• [Given records]:
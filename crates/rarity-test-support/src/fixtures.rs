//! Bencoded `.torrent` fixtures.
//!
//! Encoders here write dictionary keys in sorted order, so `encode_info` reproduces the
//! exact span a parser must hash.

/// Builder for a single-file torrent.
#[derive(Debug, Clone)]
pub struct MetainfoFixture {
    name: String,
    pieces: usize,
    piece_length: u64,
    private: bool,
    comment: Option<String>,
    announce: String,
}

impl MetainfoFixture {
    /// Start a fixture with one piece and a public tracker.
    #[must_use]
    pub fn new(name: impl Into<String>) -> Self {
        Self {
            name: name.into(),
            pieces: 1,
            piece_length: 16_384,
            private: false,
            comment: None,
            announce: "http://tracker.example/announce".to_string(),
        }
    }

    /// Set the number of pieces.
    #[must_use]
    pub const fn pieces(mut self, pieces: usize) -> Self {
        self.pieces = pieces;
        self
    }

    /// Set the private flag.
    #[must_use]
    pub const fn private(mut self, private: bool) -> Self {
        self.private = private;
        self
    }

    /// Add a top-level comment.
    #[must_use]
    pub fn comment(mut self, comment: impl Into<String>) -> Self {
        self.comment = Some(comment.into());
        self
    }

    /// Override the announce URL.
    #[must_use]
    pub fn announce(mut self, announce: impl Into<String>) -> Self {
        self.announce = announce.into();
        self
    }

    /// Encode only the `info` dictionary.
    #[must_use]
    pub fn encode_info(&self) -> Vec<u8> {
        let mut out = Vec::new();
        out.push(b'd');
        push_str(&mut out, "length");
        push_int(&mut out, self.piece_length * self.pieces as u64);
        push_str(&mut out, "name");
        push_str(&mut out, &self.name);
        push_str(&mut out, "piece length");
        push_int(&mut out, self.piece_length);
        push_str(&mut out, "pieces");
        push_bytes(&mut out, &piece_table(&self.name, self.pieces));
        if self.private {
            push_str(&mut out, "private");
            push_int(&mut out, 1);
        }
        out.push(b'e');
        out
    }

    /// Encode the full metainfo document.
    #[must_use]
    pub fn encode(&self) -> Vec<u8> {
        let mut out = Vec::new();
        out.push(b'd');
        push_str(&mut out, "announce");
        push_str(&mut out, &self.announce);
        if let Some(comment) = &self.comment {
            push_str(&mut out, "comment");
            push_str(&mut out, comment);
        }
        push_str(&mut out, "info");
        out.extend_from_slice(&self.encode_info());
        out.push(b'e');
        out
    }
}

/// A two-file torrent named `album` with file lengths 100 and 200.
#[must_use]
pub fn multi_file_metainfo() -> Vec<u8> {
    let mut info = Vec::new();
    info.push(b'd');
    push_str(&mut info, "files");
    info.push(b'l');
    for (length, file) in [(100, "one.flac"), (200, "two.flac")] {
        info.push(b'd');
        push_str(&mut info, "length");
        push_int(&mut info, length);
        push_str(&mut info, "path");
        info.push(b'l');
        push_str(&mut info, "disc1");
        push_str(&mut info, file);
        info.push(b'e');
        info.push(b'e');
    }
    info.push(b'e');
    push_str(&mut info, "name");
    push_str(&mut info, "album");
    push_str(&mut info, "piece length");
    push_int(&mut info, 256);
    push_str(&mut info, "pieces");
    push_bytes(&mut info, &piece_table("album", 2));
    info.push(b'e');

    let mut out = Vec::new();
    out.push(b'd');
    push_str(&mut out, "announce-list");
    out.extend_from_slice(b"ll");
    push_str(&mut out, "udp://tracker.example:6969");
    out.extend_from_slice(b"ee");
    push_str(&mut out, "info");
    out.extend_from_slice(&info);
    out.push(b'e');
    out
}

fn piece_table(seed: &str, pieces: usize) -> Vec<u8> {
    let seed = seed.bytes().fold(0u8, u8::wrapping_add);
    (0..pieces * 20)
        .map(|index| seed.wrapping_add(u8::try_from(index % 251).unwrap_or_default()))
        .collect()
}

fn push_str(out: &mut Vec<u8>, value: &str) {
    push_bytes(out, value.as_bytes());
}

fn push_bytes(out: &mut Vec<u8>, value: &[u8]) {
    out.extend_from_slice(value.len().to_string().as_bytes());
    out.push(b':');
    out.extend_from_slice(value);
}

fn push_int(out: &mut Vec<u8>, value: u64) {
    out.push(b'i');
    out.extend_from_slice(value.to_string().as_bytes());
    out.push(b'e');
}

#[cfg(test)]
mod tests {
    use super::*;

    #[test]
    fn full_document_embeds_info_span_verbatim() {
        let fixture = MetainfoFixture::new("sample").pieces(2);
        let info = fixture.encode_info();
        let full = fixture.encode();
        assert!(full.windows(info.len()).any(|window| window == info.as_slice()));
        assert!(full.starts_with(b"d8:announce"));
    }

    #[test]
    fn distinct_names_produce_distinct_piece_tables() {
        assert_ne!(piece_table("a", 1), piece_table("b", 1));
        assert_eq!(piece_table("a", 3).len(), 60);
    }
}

• [Work instructions]: Nothing should be missing: every line above must be reproduced exactly.

• [Written solution]:
filename crates/rarity-test-support/src/fixtures.rs
//! Bencoded `.torrent` fixtures.
//!
//! Encoders here write dictionary keys in sorted order, so `encode_info` reproduces the
//! exact span a parser must hash.

/// Builder for a single-file torrent.
#[derive(Debug, Clone)]
pub struct MetainfoFixture {
    name: String,
    pieces: usize,
    piece_length: u64,
    private: bool,
    comment: Option<String>,
    announce: String,
}

impl MetainfoFixture {
    /// Start a fixture with one piece and a public tracker.
    #[must_use]
    pub fn new(name: impl Into<String>) -> Self {
        Self {
            name: name.into(),
            pieces: 1,
            piece_length: 16_384,
            private: false,
            comment: None,
            announce: "http://tracker.example/announce".to_string(),
        }
    }

    /// Set the number of pieces.
    #[must_use]
    pub const fn pieces(mut self, pieces: usize) -> Self {
        self.pieces = pieces;
        self
    }

    /// Set the private flag.
    #[must_use]
    pub const fn private(mut self, private: bool) -> Self {
        self.private = private;
        self
    }

    /// Add a top-level comment.
    #[must_use]
    pub fn comment(mut self, comment: impl Into<String>) -> Self {
        self.comment = Some(comment.into());
        self
    }

    /// Override the announce URL.
    #[must_use]
    pub fn announce(mut self, announce: impl Into<String>) -> Self {
        self.announce = announce.into();
        self
    }

    /// Encode only the `info` dictionary.
    #[must_use]
    pub fn encode_info(&self) -> Vec<u8> {
        let mut out = Vec::new();
        out.push(b'd');
        push_str(&mut out, "length");
        push_int(&mut out, self.piece_length * self.pieces as u64);
        push_str(&mut out, "name");
        push_str(&mut out, &self.name);
        push_str(&mut out, "piece length");
        push_int(&mut out, self.piece_length);
        push_str(&mut out, "pieces");
        push_bytes(&mut out, &piece_table(&self.name, self.pieces));
        if self.private {
            push_str(&mut out, "private");
            push_int(&mut out, 1);
        }
        out.push(b'e');
        out
    }

    /// Encode the full metainfo document.
    #[must_use]
    pub fn encode(&self) -> Vec<u8> {
        let mut out = Vec::new();
        out.push(b'd');
        push_str(&mut out, "announce");
        push_str(&mut out, &self.announce);
        if let Some(comment) = &self.comment {
            push_str(&mut out, "comment");
            push_str(&mut out, comment);
        }
        push_str(&mut out, "info");
        out.extend_from_slice(&self.encode_info());
        out.push(b'e');
        out
    }
}

/// A two-file torrent named `album` with file lengths 100 and 200.
#[must_use]
pub fn multi_file_metainfo() -> Vec<u8> {
    let mut info = Vec::new();
    info.push(b'd');
    push_str(&mut info, "files");
    info.push(b'l');
    for (length, file) in [(100, "one.flac"), (200, "two.flac")] {
        info.push(b'd');
        push_str(&mut info, "length");
        push_int(&mut info, length);
        push_str(&mut info, "path");
        info.push(b'l');
        push_str(&mut info, "disc1");
        push_str(&mut info, file);
        info.push(b'e');
        info.push(b'e');
    }
    info.push(b'e');
    push_str(&mut info, "name");
    push_str(&mut info, "album");
    push_str(&mut info, "piece length");
    push_int(&mut info, 256);
    push_str(&mut info, "pieces");
    push_bytes(&mut info, &piece_table("album", 2));
    info.push(b'e');

    let mut out = Vec::new();
    out.push(b'd');
    push_str(&mut out, "announce-list");
    out.extend_from_slice(b"ll");
    push_str(&mut out, "udp://tracker.example:6969");
    out.extend_from_slice(b"ee");
    push_str(&mut out, "info");
    out.extend_from_slice(&info);
    out.push(b'e');
    out
}

fn piece_table(seed: &str, pieces: usize) -> Vec<u8> {
    let seed = seed.bytes().fold(0u8, u8::wrapping_add);
    (0..pieces * 20)
        .map(|index| seed.wrapping_add(u8::try_from(index % 251).unwrap_or_default()))
        .collect()
}

fn push_str(out: &mut Vec<u8>, value: &str) {
    push_bytes(out, value.as_bytes());
}

fn push_bytes(out: &mut Vec<u8>, value: &[u8]) {
    out.extend_from_slice(value.len().to_string().as_bytes());
    out.push(b':');
    out.extend_from_slice(value);
}

fn push_int(out: &mut Vec<u8>, value: u64) {
    out.push(b'i');
    out.extend_from_slice(value.to_string().as_bytes());
    out.push(b'e');
}

#[cfg(test)]
mod tests {
    use super::*;

    #[test]
    fn full_document_embeds_info_span_verbatim() {
        let fixture = MetainfoFixture::new("sample").pieces(2);
        let info = fixture.encode_info();
        let full = fixture.encode();
        assert!(full.windows(info.len()).any(|window| window == info.as_slice()));
        assert!(full.starts_with(b"d8:announce"));
    }

    #[test]
    fn distinct_names_produce_distinct_piece_tables() {
        assert_ne!(piece_table("a", 1), piece_table("b", 1));
        assert_eq!(piece_table("a", 3).len(), 60);
    }
}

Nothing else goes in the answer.